Paul
Goble
Staunton, August 9 – In the latest
iteration of Viktor Chernomyrdin’s dictum that Russia always tries for the
better but things turn out like always, the Russian government is seeking to
promote patriotism by means that in fact are contributing to attitudes that
threaten to disintegrate the country, according to the editors of “Nezavisimaya
gazeta.”
The paper says that efforts by the
Moscow Patriarchate and its allies in the government are seeking to promote “a
universal Orthodox culture” via the schools, but because many experts
understand that this won’t “promote inter-religious understanding and
patriotism,” Moscow is allowing other groups to promote their views (ng.ru/editorial/2016-08-09/2_red.html).
Initially, the
central government gave these non-Orthodox or non-Russian groups permission to
conduct such programs on an experimental basis in just a few schools; but
already this fall, these programs are spreading throughout the educational
system. And that is the problem, the newspaper’s editors say.
In a multi-ethnic and multi-religious
country like Russia, that means that programs intended to promote integration
are having exactly the opposite effect as students in one part of the country
learn one set of values while students elsewhere are learning a very different and
often completely opposite one.
Given this situation, the paper
says, it would have been better not to have had the Russian Orthodox Church get
involved in the schools in the way it has; but the ambitions of the
Patriarchate and the willingness of the Russian government to go along with it have
overwhelmed good sense. As a result, Russia could be forced to pay a very high
price.
The paper points to several examples
of this trend. This fall, all the schools of Krasnodar kray will have special “’Cossack
classes’” to promote Cossack as opposed to Russian culture. There are already in the Kuban, 1700 such
classes in which “approximately 40,000” pupils are enrolled.

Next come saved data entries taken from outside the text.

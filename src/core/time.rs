//! Timing utilities for coalescing and grace periods.
//!
//! All timers read `tokio::time::Instant` so tests can drive them with a
//! paused clock. Nothing here spawns tasks; the engine loop polls the
//! structures against the current instant and sleeps until the earliest
//! deadline.

use std::cmp::Reverse;
use std::collections::{BinaryHeap, HashSet};
use std::hash::Hash;
use std::time::Duration;
use tokio::time::Instant;

/// A coalescing window that opens on the first request and becomes due
/// once its duration has elapsed. Requests arriving while open do not
/// extend it.
#[derive(Debug, Clone)]
pub struct CoalescingWindow {
    duration: Duration,
    opened_at: Option<Instant>,
}

impl CoalescingWindow {
    /// Create a closed window of the given duration.
    pub fn new(duration: Duration) -> Self {
        Self {
            duration,
            opened_at: None,
        }
    }

    /// Open the window if it is not already open.
    pub fn open(&mut self, now: Instant) {
        if self.opened_at.is_none() {
            self.opened_at = Some(now);
        }
    }

    /// Whether the window is currently open.
    pub fn is_open(&self) -> bool {
        self.opened_at.is_some()
    }

    /// The instant at which the window becomes due.
    pub fn deadline(&self) -> Option<Instant> {
        self.opened_at.map(|at| at + self.duration)
    }

    /// Whether the window is open and its duration has elapsed.
    pub fn is_due(&self, now: Instant) -> bool {
        self.deadline().is_some_and(|deadline| now >= deadline)
    }

    /// Close the window.
    pub fn close(&mut self) {
        self.opened_at = None;
    }

    /// The configured duration.
    pub fn duration(&self) -> Duration {
        self.duration
    }
}

/// Min-heap of keyed deadlines. A key can be cancelled; cancelled entries
/// are skipped lazily when popped.
#[derive(Debug)]
pub struct DeadlineQueue<K: Ord + Hash + Clone> {
    heap: BinaryHeap<Reverse<(Instant, K)>>,
    cancelled: HashSet<K>,
}

impl<K: Ord + Hash + Clone> Default for DeadlineQueue<K> {
    fn default() -> Self {
        Self {
            heap: BinaryHeap::new(),
            cancelled: HashSet::new(),
        }
    }
}

impl<K: Ord + Hash + Clone> DeadlineQueue<K> {
    /// Create an empty queue.
    pub fn new() -> Self {
        Self::default()
    }

    /// Schedule `key` to fire at `deadline`.
    pub fn schedule(&mut self, key: K, deadline: Instant) {
        self.cancelled.remove(&key);
        self.heap.push(Reverse((deadline, key)));
    }

    /// Cancel any pending deadline for `key`.
    pub fn cancel(&mut self, key: &K) {
        if self.heap.iter().any(|Reverse((_, k))| k == key) {
            self.cancelled.insert(key.clone());
        }
    }

    /// Earliest pending deadline.
    pub fn next_deadline(&self) -> Option<Instant> {
        self.heap.peek().map(|Reverse((at, _))| *at)
    }

    /// Pop every key whose deadline is at or before `now`.
    pub fn pop_due(&mut self, now: Instant) -> Vec<K> {
        let mut due = Vec::new();
        while let Some(at) = self.next_deadline() {
            if at > now {
                break;
            }
            if let Some(Reverse((_, key))) = self.heap.pop() {
                if !self.cancelled.remove(&key) {
                    due.push(key);
                }
            }
        }
        due
    }

    /// Number of scheduled entries, including cancelled ones not yet popped.
    pub fn len(&self) -> usize {
        self.heap.len()
    }

    /// Whether nothing is scheduled.
    pub fn is_empty(&self) -> bool {
        self.heap.is_empty()
    }
}

/// Earliest of two optional instants.
pub fn earliest(a: Option<Instant>, b: Option<Instant>) -> Option<Instant> {
    match (a, b) {
        (Some(a), Some(b)) => Some(a.min(b)),
        (a, None) => a,
        (None, b) => b,
    }
}

#[cfg(test)]
mod tests {
    use super::*;

    #[test]
    fn test_window_opens_once() {
        let start = Instant::now();
        let mut window = CoalescingWindow::new(Duration::from_millis(500));
        assert!(!window.is_open());
        assert!(!window.is_due(start));

        window.open(start);
        window.open(start + Duration::from_millis(400));
        assert_eq!(window.deadline(), Some(start + Duration::from_millis(500)));
        assert!(!window.is_due(start + Duration::from_millis(499)));
        assert!(window.is_due(start + Duration::from_millis(500)));

        window.close();
        assert!(!window.is_open());
    }

    #[test]
    fn test_deadline_queue_order_and_cancel() {
        let start = Instant::now();
        let mut queue = DeadlineQueue::new();
        queue.schedule(3_i64, start + Duration::from_millis(30));
        queue.schedule(1_i64, start + Duration::from_millis(10));
        queue.schedule(2_i64, start + Duration::from_millis(20));
        queue.cancel(&2);

        assert_eq!(queue.next_deadline(), Some(start + Duration::from_millis(10)));
        assert_eq!(queue.pop_due(start + Duration::from_millis(25)), vec![1]);
        assert_eq!(queue.pop_due(start + Duration::from_millis(30)), vec![3]);
        assert!(queue.is_empty());
    }

    #[test]
    fn test_earliest() {
        let now = Instant::now();
        let later = now + Duration::from_secs(1);
        assert_eq!(earliest(Some(later), Some(now)), Some(now));
        assert_eq!(earliest(None, Some(now)), Some(now));
        assert_eq!(earliest(None, None), None);
    }
}
//! Core runtime infrastructure.
//!
//! - [`config`] - Configuration parsing and validation
//! - [`runtime`] - Component startup and shutdown
//! - [`time`] - Coalescing windows and deadline queues
//! - [`error`] - Error types

pub mod config;
pub mod error;
pub mod runtime;
pub mod time;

These classes promote loyalty not to
Moscow but to the Kuban and the Cossacks with their local and even ethnic
identity. The local political
authorities are pleased with this because it generates support for them and
gives them yet another lever to use in making demands on Moscow rather than
showing loyalty to the country as a whole.
The most disturbing aspect of this
program is that “a significant part of the residents of the Kuban do not have
Cossack ancestors who in the distant past served in the Kuban Cossack Host” but
despite that, the government is promoting Cossack identities among all of them,
creating divisions between Russians without such roots and the Cossacks.
Meanwhile, in predominantly Muslim
Tatarstan, the educational authorities are creating ever more kindergartens and
schools that follow shariat principles, something that Muslim parents may
welcome but that non-Muslim Russian parents almost certainly won’t. And now
Kazan wants all schools in the region to decide whether to follow Islamic
norms.
In short, and in a way that was
entirely predictable, efforts to promote national unity on the basis of a
single religious tradition – Russian Orthodoxy – are now leading to the
promotion of other traditions, many of which are not only at odds with the
Russian church but also with the Russian state.
It would have been better, the paper
suggests, if Russia had not started down this dangerous disintegrative road;
but once again, whatever its intentions were, things are turning out like
always -- and that is anything but good for the future of the country.